*RECORDS FOR PROCESSING*:

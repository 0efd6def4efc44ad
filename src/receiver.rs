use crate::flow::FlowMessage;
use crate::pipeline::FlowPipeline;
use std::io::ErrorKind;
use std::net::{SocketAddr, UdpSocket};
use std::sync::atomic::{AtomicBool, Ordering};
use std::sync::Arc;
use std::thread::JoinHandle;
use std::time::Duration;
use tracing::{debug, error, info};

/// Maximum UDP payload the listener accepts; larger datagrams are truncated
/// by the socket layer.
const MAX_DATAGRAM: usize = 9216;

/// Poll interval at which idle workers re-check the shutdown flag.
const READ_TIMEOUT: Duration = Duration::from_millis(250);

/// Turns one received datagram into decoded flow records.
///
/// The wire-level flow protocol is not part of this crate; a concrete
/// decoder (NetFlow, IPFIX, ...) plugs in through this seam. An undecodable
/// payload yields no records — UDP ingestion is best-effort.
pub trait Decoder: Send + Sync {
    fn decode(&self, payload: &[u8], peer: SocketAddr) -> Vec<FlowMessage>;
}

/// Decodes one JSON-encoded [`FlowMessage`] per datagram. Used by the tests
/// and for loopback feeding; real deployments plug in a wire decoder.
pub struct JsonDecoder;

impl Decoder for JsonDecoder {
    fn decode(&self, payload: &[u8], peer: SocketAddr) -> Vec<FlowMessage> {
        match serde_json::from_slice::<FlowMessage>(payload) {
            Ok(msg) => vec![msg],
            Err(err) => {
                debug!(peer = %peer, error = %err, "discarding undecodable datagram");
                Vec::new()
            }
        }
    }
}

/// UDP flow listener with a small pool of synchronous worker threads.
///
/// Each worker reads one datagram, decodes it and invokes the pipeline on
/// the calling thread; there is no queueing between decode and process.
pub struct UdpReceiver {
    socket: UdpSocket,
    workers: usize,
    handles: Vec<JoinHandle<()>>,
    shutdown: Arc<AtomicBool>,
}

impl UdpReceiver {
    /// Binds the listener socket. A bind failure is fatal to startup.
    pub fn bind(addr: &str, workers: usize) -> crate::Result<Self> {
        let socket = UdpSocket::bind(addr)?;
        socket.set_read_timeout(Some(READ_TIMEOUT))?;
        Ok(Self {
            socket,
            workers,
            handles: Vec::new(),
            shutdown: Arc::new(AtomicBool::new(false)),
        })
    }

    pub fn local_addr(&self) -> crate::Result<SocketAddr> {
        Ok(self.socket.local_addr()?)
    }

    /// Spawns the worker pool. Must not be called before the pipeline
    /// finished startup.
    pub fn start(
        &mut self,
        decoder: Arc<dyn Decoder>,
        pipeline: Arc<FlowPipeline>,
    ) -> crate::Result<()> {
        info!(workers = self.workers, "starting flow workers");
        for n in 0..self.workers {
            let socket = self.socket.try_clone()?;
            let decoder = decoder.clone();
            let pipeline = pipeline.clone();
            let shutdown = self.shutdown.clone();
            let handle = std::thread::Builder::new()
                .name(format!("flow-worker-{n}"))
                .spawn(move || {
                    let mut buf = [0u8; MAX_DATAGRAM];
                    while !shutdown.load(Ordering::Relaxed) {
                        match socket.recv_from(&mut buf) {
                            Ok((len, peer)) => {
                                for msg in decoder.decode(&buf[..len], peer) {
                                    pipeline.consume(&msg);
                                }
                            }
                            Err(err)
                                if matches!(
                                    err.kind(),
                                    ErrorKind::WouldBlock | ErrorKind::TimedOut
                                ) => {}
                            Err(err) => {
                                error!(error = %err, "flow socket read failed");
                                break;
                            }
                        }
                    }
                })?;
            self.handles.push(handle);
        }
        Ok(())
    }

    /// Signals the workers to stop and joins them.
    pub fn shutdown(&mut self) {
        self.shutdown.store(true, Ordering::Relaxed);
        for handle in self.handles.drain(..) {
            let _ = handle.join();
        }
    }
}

---

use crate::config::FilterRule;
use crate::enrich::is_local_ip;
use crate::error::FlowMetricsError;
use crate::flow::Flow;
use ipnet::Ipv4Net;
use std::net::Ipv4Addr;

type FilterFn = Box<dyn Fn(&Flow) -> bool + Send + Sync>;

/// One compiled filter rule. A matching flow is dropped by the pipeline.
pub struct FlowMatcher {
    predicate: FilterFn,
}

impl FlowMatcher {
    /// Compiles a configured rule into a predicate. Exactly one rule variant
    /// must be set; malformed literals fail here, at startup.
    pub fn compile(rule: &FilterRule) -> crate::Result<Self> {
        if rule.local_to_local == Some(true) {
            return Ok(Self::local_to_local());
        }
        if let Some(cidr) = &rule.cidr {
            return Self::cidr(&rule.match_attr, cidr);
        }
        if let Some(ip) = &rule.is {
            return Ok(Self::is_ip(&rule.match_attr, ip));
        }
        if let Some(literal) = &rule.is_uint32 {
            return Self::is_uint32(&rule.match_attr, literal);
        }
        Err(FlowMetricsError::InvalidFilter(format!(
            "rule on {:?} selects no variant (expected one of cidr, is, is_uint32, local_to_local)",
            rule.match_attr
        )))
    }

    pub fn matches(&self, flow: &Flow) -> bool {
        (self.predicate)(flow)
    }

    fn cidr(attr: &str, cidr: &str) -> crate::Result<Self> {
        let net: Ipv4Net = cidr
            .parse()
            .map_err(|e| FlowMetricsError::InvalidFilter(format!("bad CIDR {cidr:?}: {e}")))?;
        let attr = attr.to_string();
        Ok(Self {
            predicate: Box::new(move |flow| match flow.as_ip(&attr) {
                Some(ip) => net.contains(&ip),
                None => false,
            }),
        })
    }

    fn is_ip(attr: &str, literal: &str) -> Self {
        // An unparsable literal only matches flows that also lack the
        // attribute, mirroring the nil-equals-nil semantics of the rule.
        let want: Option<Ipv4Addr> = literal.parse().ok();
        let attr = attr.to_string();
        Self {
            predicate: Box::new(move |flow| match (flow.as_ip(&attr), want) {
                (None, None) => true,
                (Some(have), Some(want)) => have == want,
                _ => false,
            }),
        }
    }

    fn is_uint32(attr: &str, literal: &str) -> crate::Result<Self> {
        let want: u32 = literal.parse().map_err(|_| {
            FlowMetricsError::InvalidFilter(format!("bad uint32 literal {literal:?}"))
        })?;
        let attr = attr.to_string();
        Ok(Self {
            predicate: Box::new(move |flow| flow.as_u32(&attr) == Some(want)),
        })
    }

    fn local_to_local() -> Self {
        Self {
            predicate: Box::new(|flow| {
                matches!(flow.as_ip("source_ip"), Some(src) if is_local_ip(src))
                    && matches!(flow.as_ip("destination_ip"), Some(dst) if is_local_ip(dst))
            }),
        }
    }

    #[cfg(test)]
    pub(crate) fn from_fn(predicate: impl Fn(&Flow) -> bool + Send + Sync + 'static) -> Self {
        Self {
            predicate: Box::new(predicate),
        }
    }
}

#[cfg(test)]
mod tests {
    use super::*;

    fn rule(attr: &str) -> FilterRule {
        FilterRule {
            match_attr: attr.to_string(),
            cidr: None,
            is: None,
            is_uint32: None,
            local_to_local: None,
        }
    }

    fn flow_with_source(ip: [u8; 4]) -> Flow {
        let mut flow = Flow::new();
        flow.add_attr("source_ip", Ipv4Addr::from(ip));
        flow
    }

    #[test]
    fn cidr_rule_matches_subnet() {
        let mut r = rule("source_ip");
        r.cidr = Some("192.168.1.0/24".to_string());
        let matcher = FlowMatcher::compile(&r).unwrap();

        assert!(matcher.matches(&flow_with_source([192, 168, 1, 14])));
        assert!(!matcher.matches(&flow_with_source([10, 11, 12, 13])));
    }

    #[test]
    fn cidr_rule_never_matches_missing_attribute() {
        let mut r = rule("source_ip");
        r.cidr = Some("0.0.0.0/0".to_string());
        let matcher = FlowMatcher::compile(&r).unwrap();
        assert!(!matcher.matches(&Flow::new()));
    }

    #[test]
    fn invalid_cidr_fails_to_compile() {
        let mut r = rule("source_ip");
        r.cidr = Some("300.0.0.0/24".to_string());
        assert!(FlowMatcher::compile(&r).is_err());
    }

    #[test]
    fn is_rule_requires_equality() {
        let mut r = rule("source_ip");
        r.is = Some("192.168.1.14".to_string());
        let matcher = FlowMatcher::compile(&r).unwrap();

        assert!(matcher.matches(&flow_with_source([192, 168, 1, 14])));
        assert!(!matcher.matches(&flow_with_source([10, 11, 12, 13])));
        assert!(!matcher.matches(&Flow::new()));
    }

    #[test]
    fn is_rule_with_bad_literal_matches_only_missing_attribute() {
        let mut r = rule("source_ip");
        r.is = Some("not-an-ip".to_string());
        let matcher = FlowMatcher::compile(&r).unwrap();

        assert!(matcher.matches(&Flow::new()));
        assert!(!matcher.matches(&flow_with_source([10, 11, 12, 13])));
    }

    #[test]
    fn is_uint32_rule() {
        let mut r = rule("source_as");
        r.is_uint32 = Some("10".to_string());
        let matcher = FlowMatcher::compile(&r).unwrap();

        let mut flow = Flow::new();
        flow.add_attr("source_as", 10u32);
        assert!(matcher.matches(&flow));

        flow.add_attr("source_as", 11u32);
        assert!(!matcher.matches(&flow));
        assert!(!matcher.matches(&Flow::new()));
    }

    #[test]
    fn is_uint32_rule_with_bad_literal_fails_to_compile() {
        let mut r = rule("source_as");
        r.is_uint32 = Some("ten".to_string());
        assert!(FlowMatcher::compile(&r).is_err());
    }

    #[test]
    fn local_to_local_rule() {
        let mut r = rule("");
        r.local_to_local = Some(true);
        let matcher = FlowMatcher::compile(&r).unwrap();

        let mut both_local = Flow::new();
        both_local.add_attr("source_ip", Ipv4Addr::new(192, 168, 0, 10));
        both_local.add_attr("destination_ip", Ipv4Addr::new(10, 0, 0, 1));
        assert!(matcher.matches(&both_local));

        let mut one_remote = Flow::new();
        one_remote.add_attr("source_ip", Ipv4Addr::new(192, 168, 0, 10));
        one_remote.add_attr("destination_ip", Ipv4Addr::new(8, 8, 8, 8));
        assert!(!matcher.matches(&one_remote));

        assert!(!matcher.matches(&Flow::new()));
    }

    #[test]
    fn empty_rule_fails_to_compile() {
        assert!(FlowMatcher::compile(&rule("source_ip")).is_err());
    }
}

*ABOUT THIS EXERCISE*:
Show each line in the data where the string "handles" appears.

*TASK RESPONSE*:
    handles: Vec<JoinHandle<()>>,
            handles: Vec::new(),
            self.handles.push(handle);
        for handle in self.handles.drain(..) {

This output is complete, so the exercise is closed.